Os que assistem ao nebuloso espetáculo da tortura é que querem o maldito travesseiro, mas a enfermeira quer ligar na "hotelaria"
Afinal a estadia em um hospital deveria ser confortável, mas não é, nunca foi.

Outra luz vermelha se acende no balcão da enfermaria
Quer levar a dor embora, quer chorar feito criança, quer abraçar, quer desfalecer em abraços conhecidos, quer que o desobediente braço cheio de agulhas se erga aos céus e quer que Deus exista, mas vê o diabo vestido de branco, vê a morte montada em um cavalo castanho, avista ao longe um chapéu de palha, uma, duas, três, quatro crianças nascendo, uma morrendo, e sente o toque de que já não se lembrava mais, algo muito humano, algo muito surreal.
Ah não... A vida e a morte, tudo deveria ser tão mais natural.
Vivemos nos envenenando, a gente morre com gente nos enganando.
"Logo logo tá em casa."
...
..
.
E não há, Oh mundo, não há mais nada que não me faça pensar em como os animais lidam melhor com a morte do que nós.
Os elefantes quando velhos caminham em direção à morte de forma natural e tão sábia, os gatos envenenados morrem em telhados distantes e assim segue a vida, uns caem por terra, outros nascem, nunca acaba.

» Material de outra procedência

use std::str::FromStr;

use anyhow::Result;
use nsi_aura_codec::VlanRanges;
use nsi_aura_core::Sdp;
use sqlx::{AnyPool, Row};

struct SdpRow {
    id: i64,
    stp_a_id: i64,
    stp_z_id: i64,
    vlan_range: String,
    description: Option<String>,
    active: bool,
}

impl SdpRow {
    fn into_domain(self) -> Result<Sdp> {
        Ok(Sdp {
            id: self.id,
            stp_a_id: self.stp_a_id,
            stp_z_id: self.stp_z_id,
            vlan_range: VlanRanges::from_str(&self.vlan_range)?,
            description: self.description,
            active: self.active,
        })
    }

    fn from_row(row: &sqlx::any::AnyRow) -> Result<Self, sqlx::Error> {
        Ok(Self {
            id: row.try_get("id")?,
            stp_a_id: row.try_get("stp_a_id")?,
            stp_z_id: row.try_get("stp_z_id")?,
            vlan_range: row.try_get("vlan_range")?,
            description: row.try_get("description")?,
            active: row.try_get::<i64, _>("active")? != 0,
        })
    }
}

const SELECT_COLUMNS: &str = "id, stp_a_id, stp_z_id, vlan_range, description, active";

pub async fn list_active(pool: &AnyPool) -> Result<Vec<Sdp>> {
    let rows = sqlx::query(&format!(
        "SELECT {SELECT_COLUMNS} FROM sdp WHERE active = 1"
    ))
    .fetch_all(pool)
    .await?;

    rows.iter()
        .map(|r| SdpRow::from_row(r)?.into_domain())
        .collect()
}

/// Active and inactive rows alike — reconciliation needs to see
/// soft-deleted SDPs too, since a vanished-then-reappeared pair must be
/// reactivated in place rather than inserted again.
pub async fn list_all(pool: &AnyPool) -> Result<Vec<Sdp>> {
    let rows = sqlx::query(&format!("SELECT {SELECT_COLUMNS} FROM sdp"))
        .fetch_all(pool)
        .await?;

    rows.iter()
        .map(|r| SdpRow::from_row(r)?.into_domain())
        .collect()
}

/// Find a row for the unordered pair `{stp_a_id, stp_z_id}`, in either
/// column order — an SDP's identity is the unordered pair, never a
/// directed one.
pub async fn find_unordered_pair(
    pool: &AnyPool,
    stp_a_id: i64,
    stp_z_id: i64,
) -> Result<Option<Sdp>> {
    let row = sqlx::query(&format!(
        "SELECT {SELECT_COLUMNS} FROM sdp WHERE (stp_a_id = ? AND stp_z_id = ?) \
         OR (stp_a_id = ? AND stp_z_id = ?)"
    ))
    .bind(stp_a_id)
    .bind(stp_z_id)
    .bind(stp_z_id)
    .bind(stp_a_id)
    .fetch_optional(pool)
    .await?;

    row.map(|r| SdpRow::from_row(&r)?.into_domain()).transpose()
}

pub struct NewSdp<'a> {
    pub stp_a_id: i64,
    pub stp_z_id: i64,
    pub vlan_range: &'a VlanRanges,
    pub description: Option<&'a str>,
}

pub async fn insert(pool: &AnyPool, sdp: &NewSdp<'_>) -> Result<i64> {
    sqlx::query(
        "INSERT INTO sdp (stp_a_id, stp_z_id, vlan_range, description, active) \
         VALUES (?, ?, ?, ?, 1)",
    )
    .bind(sdp.stp_a_id)
    .bind(sdp.stp_z_id)
    .bind(sdp.vlan_range.to_string())
    .bind(sdp.description)
    .execute(pool)
    .await?;

    let row = sqlx::query(
        "SELECT id FROM sdp WHERE stp_a_id = ? AND stp_z_id = ? ORDER BY id DESC LIMIT 1",
    )
    .bind(sdp.stp_a_id)
    .bind(sdp.stp_z_id)
    .fetch_one(pool)
    .await?;
    Ok(row.try_get("id")?)
}

pub async fn update(pool: &AnyPool, id: i64, sdp: &NewSdp<'_>) -> Result<()> {
    sqlx::query("UPDATE sdp SET vlan_range = ?, description = ?, active = 1 WHERE id = ?")
        .bind(sdp.vlan_range.to_string())
        .bind(sdp.description)
        .bind(id)
        .execute(pool)
        .await?;

    Ok(())
}

/// Soft-delete every active SDP whose id isn't in `keep_ids`.
pub async fn deactivate_missing(pool: &AnyPool, keep_ids: &[i64]) -> Result<u64> {
    let active = list_active(pool).await?;
    let mut deactivated = 0;
    for sdp in active {
        if !keep_ids.contains(&sdp.id) {
            sqlx::query("UPDATE sdp SET active = 0 WHERE id = ?")
                .bind(sdp.id)
                .execute(pool)
                .await?;
            deactivated += 1;
        }
    }
    Ok(deactivated)
}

Porém, como uma planta seca e retorcida, alterada, manipulada, presa em um vaso com suas raízes diminutas, morremos nós em quartos de hospitais, sem muito poder fazer, sem coragem de nos entregarmos, pois estamos entre estranhos, algemados cara a cara com o desconhecido, e então sofremos, e sofremos, sofremos até que a morte nos alcance, e até que a morte consiga beijar os lábios daqueles que tem canos ou máscaras enfiadas na cara e na boca, demora demais.

Ele dormiu numa manhã de sábado, depois de tanto cansaço.